Bulletin Jum’at Al-Wasathy edisi kali ini dengan judul “Bisakah Berislam Tanpa Bermadzhab?”
Belakangan muncul kesadaran di kalangan umat Islam akan tidak pentingnya merujuk kepada imam madzhab. Mereka mengajak untuk langsung merujuk kepada al-Qur’an dan hadist. Gagasan dan gerakan ini semula dikembangkan oleh Ibn Taimiyah (wafat 728 H) yang kemudian dikembangkan oleh Muhammad Abduh.
Mereka menolak pendapat-pendapat yang dikembangkan oleh Imam Hanafi yang lahir pada tahun 80 H dan wafat tahun 150 H, Imam Malik yang lahir pada tahun 93 H dan wafat 179 H, Imam Syafi’I yang lahir pada 150 H dan wafat 204 H, dan imam Hambali yang lahir pada 164 H dan wafat 248 H, serta imam madzhab lainnya. Bagi mereka, merujuk kepada al-Qur’an dan hadist yang terutama diriwayatkan oleh Imam Muslim dan Imam Bukhari itu lebih benar ketimbang merujuk kepada empat imam madzhab dalam fikih tersebut.
Sebelum lebih jauh, penting kiranya mengerti apa itu madzhab. Kata madzhab berasal dari Bahasa Arab “dzahaba” yang berarti pergi.

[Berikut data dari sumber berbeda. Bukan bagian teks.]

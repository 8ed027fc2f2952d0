//! Supervisor facade exposing the host plugin lifecycle.
//!
//! The hosting framework drives three hooks: [`Plugin::init`] loads and validates descriptors,
//! [`Plugin::after_init`] starts the scheduler, and [`Plugin::close`] runs the reverse-order
//! shutdown and blocks until every process is terminal or the teardown budget runs out.
use std::{
    mem,
    sync::{Arc, mpsc::RecvTimeoutError},
    thread::{self, JoinHandle},
};

use tracing::{debug, error, info, warn};

use crate::config::{DescriptorSource, SupervisorSettings};
use crate::error::SupervisorError;
use crate::health::{ProbeRegistry, ReadinessProbe};
use crate::scheduler::{Scheduler, SchedulerHandle};
use crate::status::{
    JsonFileStatusSink, StatusReporter, StatusSink, SupervisorSnapshot, TracingStatusSink,
};

/// Lifecycle interface the hosting framework calls.
pub trait Plugin {
    /// Loads descriptors and builds the dependency graph. Nothing is spawned yet.
    fn init(&mut self) -> Result<(), SupervisorError>;

    /// Begins the dependency-ordered startup sequence.
    fn after_init(&mut self) -> Result<(), SupervisorError>;

    /// Stops every process in reverse dependency order. Calling it again is a no-op.
    fn close(&mut self) -> Result<(), SupervisorError>;
}

enum Phase {
    Created,
    Initialized(Box<Scheduler>),
    Running {
        handle: SchedulerHandle,
        worker: JoinHandle<()>,
    },
    Closed,
}

/// Supervises a set of dependent OS processes.
pub struct Supervisor {
    source: Box<dyn DescriptorSource>,
    probes: ProbeRegistry,
    reporter: Arc<StatusReporter>,
    settings: SupervisorSettings,
    start_order: Vec<String>,
    phase: Phase,
}

impl Supervisor {
    /// Creates a supervisor reading its descriptors from `source`.
    pub fn new(source: impl DescriptorSource + 'static) -> Self {
        let reporter = Arc::new(StatusReporter::new());
        if let Err(err) = reporter.add_sink(Box::new(TracingStatusSink::new())) {
            warn!("Failed to register tracing status sink: {err}");
        }

        Self {
            source: Box::new(source),
            probes: ProbeRegistry::new(),
            reporter,
            settings: SupervisorSettings::default(),
            start_order: Vec::new(),
            phase: Phase::Created,
        }
    }

    /// Registers a named readiness strategy usable as `method: custom`.
    pub fn register_probe<F>(&mut self, name: impl Into<String>, factory: F)
    where
        F: Fn() -> Box<dyn ReadinessProbe> + Send + Sync + 'static,
    {
        self.probes.register(name, factory);
    }

    /// Adds a receiver for every published status snapshot.
    pub fn add_status_sink(&self, sink: Box<dyn StatusSink>) -> Result<(), SupervisorError> {
        self.reporter.add_sink(sink)
    }

    /// Shared handle to the status reporter, for external status-check collaborators.
    pub fn reporter(&self) -> Arc<StatusReporter> {
        Arc::clone(&self.reporter)
    }

    /// Immutable copy of the current state of every process.
    pub fn snapshot(&self) -> SupervisorSnapshot {
        self.reporter.snapshot()
    }

    pub fn settings(&self) -> &SupervisorSettings {
        &self.settings
    }

    /// Start order computed by `init`; empty before that.
    pub fn start_order(&self) -> &[String] {
        &self.start_order
    }

    pub fn is_running(&self) -> bool {
        matches!(self.phase, Phase::Running { .. })
    }
}

impl Plugin for Supervisor {
    fn init(&mut self) -> Result<(), SupervisorError> {
        if !matches!(self.phase, Phase::Created) {
            return Err(SupervisorError::AlreadyStarted);
        }

        let config = self.source.load()?;
        let scheduler = Scheduler::new(
            config.processes,
            self.probes.clone(),
            Arc::clone(&self.reporter),
        )?;

        if let Some(path) = &config.settings.status_file {
            debug!("Writing status snapshots to {}", path.display());
            let sink = JsonFileStatusSink::new(path);
            self.reporter.add_sink(Box::new(sink))?;
            self.reporter.publish(self.reporter.snapshot());
        }

        self.start_order = scheduler.start_order().to_vec();
        self.settings = config.settings;
        info!(
            "Loaded {} processes from {}; start order {:?}",
            self.start_order.len(),
            self.source.describe(),
            self.start_order
        );
        self.phase = Phase::Initialized(Box::new(scheduler));
        Ok(())
    }

    fn after_init(&mut self) -> Result<(), SupervisorError> {
        let scheduler = match mem::replace(&mut self.phase, Phase::Closed) {
            Phase::Initialized(scheduler) => scheduler,
            Phase::Created => {
                self.phase = Phase::Created;
                return Err(SupervisorError::NotInitialized);
            }
            other => {
                self.phase = other;
                return Err(SupervisorError::AlreadyStarted);
            }
        };

        let handle = scheduler.handle();
        let worker = thread::Builder::new()
            .name("dpsup-scheduler".to_string())
            .spawn(move || scheduler.run())
            .map_err(|err| {
                error!("Failed to start scheduler thread: {err}");
                SupervisorError::SchedulerUnavailable
            })?;

        self.phase = Phase::Running { handle, worker };
        Ok(())
    }

    fn close(&mut self) -> Result<(), SupervisorError> {
        match mem::replace(&mut self.phase, Phase::Closed) {
            Phase::Running { handle, worker } => {
                let timeout = self.settings.teardown_timeout;
                info!("Closing supervisor (teardown timeout {timeout:?})");

                let finished = handle.shutdown()?;
                match finished.recv_timeout(timeout) {
                    Ok(()) | Err(RecvTimeoutError::Disconnected) => {
                        if worker.join().is_err() {
                            error!("Scheduler thread panicked during shutdown");
                        }
                        info!("All processes stopped");
                        Ok(())
                    }
                    Err(RecvTimeoutError::Timeout) => {
                        let err = SupervisorError::TeardownTimeout { timeout };
                        error!("{err}");
                        Err(err)
                    }
                }
            }
            Phase::Initialized(_) => {
                debug!("Supervisor closed before start; nothing to stop");
                Ok(())
            }
            Phase::Created | Phase::Closed => {
                debug!("Supervisor already closed");
                Ok(())
            }
        }
    }
}

impl Drop for Supervisor {
    fn drop(&mut self) {
        if self.is_running()
            && let Err(err) = self.close()
        {
            warn!("Supervisor teardown on drop failed: {err}");
        }
    }
}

Kata madzhab yang merupakan bentuk isim makan (kata yang menunjukkan tempat) bermakna tempat bertolak untuk pergi. Dalam kamus al-maany, kata madzhab didefinisikan sebagai berikut:
مجموعة من الآراء والنظريات العلمية والفلسفية ارتبط بعضها ببعض ارتباطًا يجعلها وحدة منسقة
“Kumpulan pendapat dan teori keilmuan atau filsafat, yang saling bertalian satu sama lain, hingga membentuk satu kesatuan yang padu.”